If we go in the woods with a trailer or a forwarder, then it would be, "We got out four trailer loads of wood today", but if you are dragging out tree length wood, then it would be, "We got out ten twitches today."

We have always called that here, and not just by my family, but everyone I know of. It is probably a regional...or at least...a Maine thing. I am sure it started back in the day of horse-logging when someone put together the words "tree" and "hitch", to make "twitch" to differentiate what they were talking about in terms of working their horses.

Today is a different world. Last month I watched a logging company clear-cut a 200 acre sight for a solar field. There wasn't a guy with a chainsaw to be seen. They had 12 pieces of equipment: 2 feller bunchers, two skidders so large I couldn't even take the first step to get on one.

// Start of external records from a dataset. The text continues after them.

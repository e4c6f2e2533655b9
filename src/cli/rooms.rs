//! Room CLI command handlers

use crate::api::rooms::{ActionKind, Room, RoomsApi};
use crate::api::ApiClient;
use crate::cli::commands::RoomsCommand;
use crate::core::config::Config;
use crate::core::view::{visible_rooms, AvailabilityFilter, SortKey};
use crate::error::Result;

/// Handle room commands
pub async fn handle_rooms(command: RoomsCommand) -> Result<()> {
    match command {
        RoomsCommand::List {
            filter,
            sort,
            search,
        } => handle_list(filter, sort, search).await,
        RoomsCommand::View { id } => handle_view(id).await,
        RoomsCommand::Book { id } => handle_action(ActionKind::Book, id).await,
        RoomsCommand::Release { id } => handle_action(ActionKind::Release, id).await,
    }
}

async fn handle_list(
    filter: AvailabilityFilter,
    sort: Option<SortKey>,
    search: Option<String>,
) -> Result<()> {
    let client = ApiClient::new()?;
    let rooms = RoomsApi::new(&client).list().await?;

    // CLI default sort comes from the config file unless overridden
    let sort_by = match sort {
        Some(key) => key,
        None => Config::load().map(|c| c.sort_by).unwrap_or_default(),
    };

    let query = search.as_deref().unwrap_or("");
    let visible = visible_rooms(&rooms, filter, sort_by, query);

    if visible.is_empty() {
        println!("No rooms match the current filter and search.");
        return Ok(());
    }

    println!("Rooms at {}:\n", client.base_url());

    for room in visible {
        print_room_line(room);
    }

    Ok(())
}

async fn handle_view(id: i64) -> Result<()> {
    let client = ApiClient::new()?;
    let room = RoomsApi::new(&client).view(id).await?;

    println!("Room #{}", room.id);
    println!("  Type:      {}", room.room_type);
    println!("  Price:     ${:.2}/night", room.price);
    println!(
        "  Status:    {}",
        if room.available { "Available" } else { "Booked" }
    );
    if let Some(rating) = room.rating {
        println!("  Rating:    {:.1}/5", rating);
    }
    if let Some(description) = &room.description {
        println!("  About:     {}", description);
    }

    Ok(())
}

async fn handle_action(action: ActionKind, id: i64) -> Result<()> {
    let client = ApiClient::new()?;
    let receipt = RoomsApi::new(&client).act(action, id).await?;

    println!("✓ {}", receipt.message);
    Ok(())
}

fn print_room_line(room: &Room) {
    let marker = if room.available { "●" } else { "○" };
    let status = if room.available { "available" } else { "booked" };
    let rating = room
        .rating
        .map(|r| format!(" • {:.1}/5", r))
        .unwrap_or_default();

    println!(
        "{} #{:<4} {:<10} ${:>8.2}/night • {}{}",
        marker, room.id, room.room_type, room.price, status, rating
    );
}
//! Event handling for TUI
//!
//! Terminal input and periodic ticks are funneled into a single channel
//! so the main loop has one thing to await.

use std::time::Duration;

use crossterm::event::{self, Event as CrosstermEvent, KeyCode, KeyEvent, KeyModifiers};
use tokio::sync::mpsc;
use tokio::time::interval;

/// Application events
#[derive(Debug, Clone)]
pub enum AppEvent {
    /// Keyboard event
    Key(KeyEvent),
    /// Terminal resize
    Resize(u16, u16),
    /// Tick event for spinner animation and periodic updates
    Tick,
}

/// Translate a crossterm event into an application event
fn translate(evt: CrosstermEvent) -> Option<AppEvent> {
    match evt {
        CrosstermEvent::Key(key) => Some(AppEvent::Key(key)),
        CrosstermEvent::Resize(w, h) => Some(AppEvent::Resize(w, h)),
        _ => None,
    }
}

/// Event handler for the TUI
pub struct EventHandler {
    rx: mpsc::Receiver<AppEvent>,
    /// Handle to the event task for cleanup
    _task: tokio::task::JoinHandle<()>,
}

impl EventHandler {
    /// Create a new event handler with the given tick rate
    pub fn new(tick_rate: Duration) -> Self {
        let (tx, rx) = mpsc::channel(100);

        let task = tokio::spawn(async move {
            let mut tick_interval = interval(tick_rate);

            loop {
                tokio::select! {
                    _ = tick_interval.tick() => {
                        if tx.send(AppEvent::Tick).await.is_err() {
                            break;
                        }
                    }
                    // Polling runs on the blocking pool; crossterm's poll
                    // blocks the thread while it waits
                    ready = tokio::task::spawn_blocking(|| {
                        event::poll(Duration::from_millis(50)).unwrap_or(false)
                    }) => {
                        if ready.unwrap_or(false) {
                            if let Ok(evt) = event::read() {
                                if let Some(app_event) = translate(evt) {
                                    if tx.send(app_event).await.is_err() {
                                        break;
                                    }
                                }
                            }
                        }
                    }
                }
            }
        });

        Self { rx, _task: task }
    }

    /// Get the next event
    pub async fn next(&mut self) -> Option<AppEvent> {
        self.rx.recv().await
    }
}

/// Helper to check for quit key combinations
pub fn is_quit_key(key: &KeyEvent) -> bool {
    matches!(
        key,
        KeyEvent {
            code: KeyCode::Char('q'),
            modifiers: KeyModifiers::NONE,
            ..
        } | KeyEvent {
            code: KeyCode::Char('c'),
            modifiers: KeyModifiers::CONTROL,
            ..
        }
    )
}

/// Helper to check for back/escape key
pub fn is_back_key(key: &KeyEvent) -> bool {
    matches!(
        key,
        KeyEvent {
            code: KeyCode::Esc,
            ..
        } | KeyEvent {
            code: KeyCode::Backspace,
            modifiers: KeyModifiers::NONE,
            ..
        }
    )
}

A large "bunk" type skidder, a giant de-brancher machine, 4 large excavators and 2 D9- dozers gathering stumps. I asked one of the workers hw long they figured to be here. He said "we aim to get this place baby-*** smooth in less than 8 weeks".

What a contrast to the building of a reservoir here a hundred some-odd years ago. 3000 acres. Mules, wagons, dynamite and 2 man hand saws. Took them 3 years of 12 hr days to clear the land. I believe they made .25 per day
 
   / Tips for more Effecient Logging
  • Thread Starter
#19  
I'd like to blame spell check for that but it is appropriate in its own way.

Just keep in mind that there is a lot more money in land clearing then in logging because the end-use of the land, justifies the land being cleared in the first place. In that situation, the machines used, are dictated by how fast the landowner wants the land cleared, and at the end of the job, a bill is submitted for getting it done.

You do not get that with logging, because the value of the wood being cut, has to support the costs of the equipment. What a logger gets paid for the wood, and how much it cost him to cut that wood, could be two different things.
 
   / Tips for more Effecient Logging #20  
Just keep in mind that there is a lot more money in land clearing then in logging because the end-use of the land, justifies the land being cleared in the first place. In that situation, the machines used, are dictated by how fast the landowner wants the land cleared, and at the end of the job, a bill is submitted for getting it done.

You do not get that with logging, because the value of the wood being cut, has to support the costs of the equipment. What a logger gets paid for the wood, and how much it cost him to cut that wood, could be two different things.

Not always true it depends on what you’re cutting different species of different qualities have different values. Using a processor can sometimes value logs differently then what you I can running a saw on the ground all day long unless it’s a true special order logs where it’s specified in the contract from day one. Another reason the big shift to mechanical logging is insurance I’m not sure what your cutting insurance cost you but mine was almost enough to make the payment a month on a machine.